◆ Source material
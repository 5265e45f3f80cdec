//! Core data types for the pgdeck engine
//!
//! Session handles, connection parameters and the normalized result contract
//! shared by the gateway, the HTTP layer and the saved-profile store.

use std::fmt;
use std::time::Duration;

use serde::{Deserialize, Serialize};
use uuid::Uuid;

use crate::observability::Sensitive;

/// Opaque handle for a registered pool
#[derive(Debug, Clone, Copy, PartialEq, Eq, Hash, Serialize, Deserialize)]
pub struct SessionId(pub Uuid);

impl SessionId {
    pub fn new() -> Self {
        Self(Uuid::new_v4())
    }

    /// Parses a client-supplied handle. Anything that is not a UUID resolves to nothing.
    pub fn parse(raw: &str) -> Option<Self> {
        Uuid::parse_str(raw.trim()).ok().map(Self)
    }
}

impl Default for SessionId {
    fn default() -> Self {
        Self::new()
    }
}

impl fmt::Display for SessionId {
    fn fmt(&self, f: &mut fmt::Formatter<'_>) -> fmt::Result {
        self.0.fmt(f)
    }
}

/// Client-chosen identifier for a running query, used for cancellation
#[derive(Debug, Clone, Copy, PartialEq, Eq, Hash, Serialize, Deserialize)]
pub struct QueryId(pub Uuid);

impl QueryId {
    pub fn new() -> Self {
        Self(Uuid::new_v4())
    }
}

impl Default for QueryId {
    fn default() -> Self {
        Self::new()
    }
}

/// PostgreSQL `sslmode`
#[derive(Debug, Clone, Copy, PartialEq, Eq, Default, Serialize, Deserialize)]
#[serde(rename_all = "kebab-case")]
pub enum SslMode {
    Disable,
    Allow,
    #[default]
    Prefer,
    Require,
    VerifyCa,
    VerifyFull,
}

impl SslMode {
    pub fn parse(raw: &str) -> Option<Self> {
        match raw.trim().to_ascii_lowercase().as_str() {
            "disable" => Some(Self::Disable),
            "allow" => Some(Self::Allow),
            "prefer" => Some(Self::Prefer),
            "require" => Some(Self::Require),
            "verify-ca" => Some(Self::VerifyCa),
            "verify-full" => Some(Self::VerifyFull),
            _ => None,
        }
    }

    /// Mapping for the legacy boolean `ssl` flag.
    pub fn from_flag(ssl: bool) -> Self {
        if ssl {
            Self::Require
        } else {
            Self::Disable
        }
    }
}

/// Resolved connection parameters. Immutable once a pool has been opened with them.
#[derive(Debug, Clone, Serialize, Deserialize)]
#[serde(rename_all = "camelCase")]
pub struct ConnectionParams {
    pub host: String,
    pub port: u16,
    pub user: String,
    pub password: Sensitive<String>,
    pub database: String,
    #[serde(default)]
    pub ssl_mode: SslMode,
}

impl ConnectionParams {
    /// `user@host:port/database`, never includes the password.
    pub fn display_name(&self) -> String {
        format!("{}@{}:{}/{}", self.user, self.host, self.port, self.database)
    }
}

/// Pool tuning applied to every session pool
#[derive(Debug, Clone)]
pub struct PoolSettings {
    pub max_connections: u32,
    pub acquire_timeout: Duration,
    pub idle_timeout: Duration,
    pub application_name: String,
}

impl Default for PoolSettings {
    fn default() -> Self {
        Self {
            max_connections: 5,
            acquire_timeout: Duration::from_secs(10),
            idle_timeout: Duration::from_secs(300),
            application_name: "pgdeck".to_string(),
        }
    }
}

/// Normalized scalar value
///
/// Compound database values never reach this type unflattened: the normalizer
/// renders them to `Text` first.
#[derive(Debug, Clone, PartialEq, Serialize, Deserialize)]
#[serde(untagged)]
pub enum Value {
    Null,
    Bool(bool),
    Int(i64),
    Float(f64),
    Text(String),
}

impl From<Value> for serde_json::Value {
    fn from(value: Value) -> Self {
        match value {
            Value::Null => serde_json::Value::Null,
            Value::Bool(b) => serde_json::Value::Bool(b),
            Value::Int(i) => serde_json::Value::from(i),
            Value::Float(f) => serde_json::Number::from_f64(f)
                .map(serde_json::Value::Number)
                .unwrap_or_else(|| serde_json::Value::String(f.to_string())),
            Value::Text(s) => serde_json::Value::String(s),
        }
    }
}

/// A single row keyed by column name, in column order.
///
/// When a statement yields duplicate column names the later column's value wins
/// while `fields` keeps every name.
pub type Row = serde_json::Map<String, serde_json::Value>;

/// Result of one executed statement
#[derive(Debug, Clone, Default, PartialEq, Serialize, Deserialize)]
#[serde(rename_all = "camelCase")]
pub struct StatementResult {
    /// Leading command keyword, e.g. `SELECT`, `UPDATE`, `CREATE`.
    pub command: String,
    pub rows: Vec<Row>,
    pub fields: Vec<String>,
    /// Rows returned, or rows affected for DML.
    pub row_count: u64,
}

impl StatementResult {
    pub fn empty(command: impl Into<String>) -> Self {
        Self {
            command: command.into(),
            ..Default::default()
        }
    }
}

/// Output of the gateway: one result, or an ordered command-tagged batch.
#[derive(Debug, Clone, PartialEq, Serialize, Deserialize)]
#[serde(untagged)]
pub enum QueryOutput {
    Single(StatementResult),
    Batch(Vec<StatementResult>),
}

impl QueryOutput {
    pub fn from_results(mut results: Vec<StatementResult>) -> Self {
        if results.len() == 1 {
            Self::Single(results.remove(0))
        } else {
            Self::Batch(results)
        }
    }

    pub fn results(&self) -> &[StatementResult] {
        match self {
            Self::Single(result) => std::slice::from_ref(result),
            Self::Batch(results) => results,
        }
    }

    pub fn into_results(self) -> Vec<StatementResult> {
        match self {
            Self::Single(result) => vec![result],
            Self::Batch(results) => results,
        }
    }

    /// The last statement's result, if any statement ran.
    pub fn into_last(self) -> Option<StatementResult> {
        self.into_results().pop()
    }

    /// First result carrying the given command tag.
    pub fn into_first_with(self, command: &str) -> Option<StatementResult> {
        self.into_results()
            .into_iter()
            .find(|r| r.command.eq_ignore_ascii_case(command))
    }

    /// Sum of `row_count` across all statements.
    pub fn total_row_count(&self) -> u64 {
        self.results().iter().map(|r| r.row_count).sum()
    }
}

#[cfg(test)]
mod tests {
    use super::*;

    fn tagged(command: &str, n: u64) -> StatementResult {
        StatementResult {
            command: command.to_string(),
            row_count: n,
            ..Default::default()
        }
    }

    #[test]
    fn session_id_parse_rejects_garbage() {
        assert!(SessionId::parse("bogus-id").is_none());
        assert!(SessionId::parse("").is_none());

        let id = SessionId::new();
        assert_eq!(SessionId::parse(&id.to_string()), Some(id));
    }

    #[test]
    fn ssl_mode_parsing() {
        assert_eq!(SslMode::parse("verify-full"), Some(SslMode::VerifyFull));
        assert_eq!(SslMode::parse("DISABLE"), Some(SslMode::Disable));
        assert_eq!(SslMode::parse("sometimes"), None);
        assert_eq!(SslMode::from_flag(true), SslMode::Require);

        let json = serde_json::to_string(&SslMode::VerifyCa).unwrap();
        assert_eq!(json, "\"verify-ca\"");
    }

    #[test]
    fn params_never_serialize_password() {
        let params = ConnectionParams {
            host: "localhost".into(),
            port: 5432,
            user: "postgres".into(),
            password: Sensitive::new("hunter2".into()),
            database: "postgres".into(),
            ssl_mode: SslMode::Disable,
        };

        let json = serde_json::to_string(&params).unwrap();
        assert!(!json.contains("hunter2"));
        assert!(!format!("{params:?}").contains("hunter2"));
        assert_eq!(params.display_name(), "postgres@localhost:5432/postgres");
    }

    #[test]
    fn non_finite_float_becomes_text() {
        let json: serde_json::Value = Value::Float(f64::NAN).into();
        assert_eq!(json, serde_json::json!("NaN"));

        let json: serde_json::Value = Value::Float(1.5).into();
        assert_eq!(json, serde_json::json!(1.5));
    }

    #[test]
    fn single_output_serializes_flat() {
        let output = QueryOutput::from_results(vec![tagged("SELECT", 0)]);
        let json = serde_json::to_value(&output).unwrap();
        assert_eq!(
            json,
            serde_json::json!({"command": "SELECT", "rows": [], "fields": [], "rowCount": 0})
        );
    }

    #[test]
    fn batch_output_keeps_order() {
        let output = QueryOutput::from_results(vec![
            tagged("UPDATE", 3),
            tagged("SELECT", 1),
            tagged("SELECT", 2),
        ]);
        assert!(matches!(output, QueryOutput::Batch(_)));
        assert_eq!(output.total_row_count(), 6);

        let commands: Vec<_> = output.results().iter().map(|r| r.command.as_str()).collect();
        assert_eq!(commands, vec!["UPDATE", "SELECT", "SELECT"]);

        let first_select = output.clone().into_first_with("select").unwrap();
        assert_eq!(first_select.row_count, 1);
        assert_eq!(output.into_last().unwrap().row_count, 2);
    }
}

◆ The problem
Copy out every line from the material above where the string "enum" turns up.

◆ The completed task
pub enum SslMode {
pub enum Value {
pub enum QueryOutput {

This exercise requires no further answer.